Monday, June 6, 2011

Chillin' like a villain (in Utah County)

Through a combination of circumstances, I find myself in Provo for the day. I’ve spent most of it preparing for next week's WIFYR boot camp at the fabulous city library (I loves it so much!) (and I always feel proud when I see my parents' names on the donors' list as you walk through the south door!) (way to be awesome, Parents o' mine!).

Anyhoo! Here’s what I have to say. When I was growing up here, the locals (at least the kid locals) REALLY resented it when people assumed Provo and BYU were one of the same. But a funny thing has happened since I moved to Salt Lake 30 years ago. I’ve started making the exact same assumption.
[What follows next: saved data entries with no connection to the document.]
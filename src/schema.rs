//! Schema-driven reading of undocumented record shapes.
//!
//! Both the replay and save formats contain dozens of sections whose byte
//! layout is known but whose meaning is only partially identified. Rather
//! than a bespoke struct per section, a section is described by a small
//! declarative schema: an ordered list of primitive field kinds with
//! diagnostic names. Reading a schema walks the cursor field by field and
//! collects the labeled values, which keeps the cursor aligned regardless of
//! whether anyone ever interprets the record.

use crate::{cursor::Cursor, errors::Error};

/// Maximum plausible element count for a length-prefixed array.
///
/// A corrupt length field must be rejected before any allocation or element
/// read is attempted.
pub const MAX_ARRAY_LEN: u32 = 100_000;

/// Primitive field kinds a schema can be built from
#[derive(Debug, Clone, Copy, PartialEq, Eq)]
pub enum FieldKind {
    U8,
    U16,
    U32,
    I32,
    F32,
    /// u32 length prefix followed by that many raw bytes
    VarString,
    /// Fixed-size opaque block
    Bytes(usize),
}

/// A single schema entry: a primitive kind plus a diagnostic name
#[derive(Debug, Clone, Copy)]
pub struct Field {
    pub kind: FieldKind,
    pub name: &'static str,
}

impl Field {
    pub const fn u8(name: &'static str) -> Field {
        Field {
            kind: FieldKind::U8,
            name,
        }
    }

    pub const fn u16(name: &'static str) -> Field {
        Field {
            kind: FieldKind::U16,
            name,
        }
    }

    pub const fn u32(name: &'static str) -> Field {
        Field {
            kind: FieldKind::U32,
            name,
        }
    }

    pub const fn i32(name: &'static str) -> Field {
        Field {
            kind: FieldKind::I32,
            name,
        }
    }

    pub const fn f32(name: &'static str) -> Field {
        Field {
            kind: FieldKind::F32,
            name,
        }
    }

    pub const fn var_string(name: &'static str) -> Field {
        Field {
            kind: FieldKind::VarString,
            name,
        }
    }

    pub const fn bytes(len: usize, name: &'static str) -> Field {
        Field {
            kind: FieldKind::Bytes(len),
            name,
        }
    }
}

/// A decoded field value, tagged by kind
#[derive(Debug, Clone, PartialEq)]
pub enum FieldValue {
    U8(u8),
    U16(u16),
    U32(u32),
    I32(i32),
    F32(f32),
    String(String),
    Bytes(Vec<u8>),
}

impl FieldValue {
    /// The value widened to `i64`, if numeric
    pub fn as_int(&self) -> Option<i64> {
        match *self {
            FieldValue::U8(x) => Some(i64::from(x)),
            FieldValue::U16(x) => Some(i64::from(x)),
            FieldValue::U32(x) => Some(i64::from(x)),
            FieldValue::I32(x) => Some(i64::from(x)),
            _ => None,
        }
    }

    pub fn as_str(&self) -> Option<&str> {
        match self {
            FieldValue::String(x) => Some(x),
            _ => None,
        }
    }
}

/// The labeled values produced by reading one schema
#[derive(Debug, Clone, PartialEq)]
pub struct Record {
    fields: Vec<(&'static str, FieldValue)>,
}

impl Record {
    pub fn get(&self, name: &str) -> Option<&FieldValue> {
        self.fields
            .iter()
            .find(|(n, _)| *n == name)
            .map(|(_, v)| v)
    }

    pub fn int(&self, name: &str) -> Option<i64> {
        self.get(name).and_then(FieldValue::as_int)
    }

    pub fn str(&self, name: &str) -> Option<&str> {
        self.get(name).and_then(FieldValue::as_str)
    }

    pub fn fields(&self) -> &[(&'static str, FieldValue)] {
        &self.fields
    }
}

/// Reads each field of `schema` in order, collecting the labeled values
pub fn read_record(
    cursor: &mut Cursor,
    section: &'static str,
    schema: &[Field],
) -> Result<Record, Error> {
    let mut fields = Vec::with_capacity(schema.len());
    for field in schema {
        let value = match field.kind {
            FieldKind::U8 => FieldValue::U8(cursor.read_u8().map_err(|e| e.in_section(section))?),
            FieldKind::U16 => {
                FieldValue::U16(cursor.read_u16().map_err(|e| e.in_section(section))?)
            }
            FieldKind::U32 => {
                FieldValue::U32(cursor.read_u32().map_err(|e| e.in_section(section))?)
            }
            FieldKind::I32 => {
                FieldValue::I32(cursor.read_i32().map_err(|e| e.in_section(section))?)
            }
            FieldKind::F32 => {
                FieldValue::F32(cursor.read_f32().map_err(|e| e.in_section(section))?)
            }
            FieldKind::VarString => FieldValue::String(
                cursor
                    .read_var_string()
                    .map_err(|e| e.in_section(section))?,
            ),
            FieldKind::Bytes(len) => FieldValue::Bytes(
                cursor
                    .read_bytes(len)
                    .map_err(|e| e.in_section(section))?
                    .to_vec(),
            ),
        };
        fields.push((field.name, value));
    }
    Ok(Record { fields })
}

/// Reads a `u32` element count capped at [`MAX_ARRAY_LEN`]
pub fn read_count(cursor: &mut Cursor, section: &'static str) -> Result<u32, Error> {
    let offset = cursor.position();
    let count = cursor.read_u32().map_err(|e| e.in_section(section))?;
    if count > MAX_ARRAY_LEN {
        return Err(Error::malformed_count(section, count, offset));
    }
    Ok(count)
}

/// Reads a capped `u32` count followed by that many repetitions of `schema`
pub fn read_array(
    cursor: &mut Cursor,
    section: &'static str,
    schema: &[Field],
) -> Result<Vec<Record>, Error> {
    let count = read_count(cursor, section)?;
    let mut records = Vec::new();
    for _ in 0..count {
        records.push(read_record(cursor, section, schema)?);
    }
    Ok(records)
}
Here’s the deal. Watching the patrons drift in and out of the library has reminded me that yes, Provo is predominantly white. And yes most of its citizens probably espouse some degree of Mormonism. But the population here is by no means monolithic. At all. For the record, it is possible to live in Provo and have big tattoos, crazyass multiple piercings, and inventive facial hair. And also for the record, BYU's student body (and faculty) isn't completely monolithic either

What's the lesson I'm taking away from this today? Apparently I've turned into a certain type of snotty Salt Lake East Bencher and that is SO NOT GOOD. Time to lose the stereotypes, she said to herself as she stereotyped a segment of Salt Lake residents, aka "snotty Salt Lake East Benchers."

2 comments:

Donna Tagliaferri said...

400 years ago when I was a citizen of Cougarville I worked at a men's rest home...very Oliver Twist....it was in Orem. I learned very quickly that Orem was not cool....very similar to Henderson Nevada. Henderson used to be a blue collar town that was properly on the other side of the railroad tracks...and today? Decidedly not on the other side of the tracks.
That is the way with life...our perceptions color everything...

wjmom said...

Apparently snotty east-benchers from Provo are allowed to say "crazyass." Which is why this West Side snob loves you.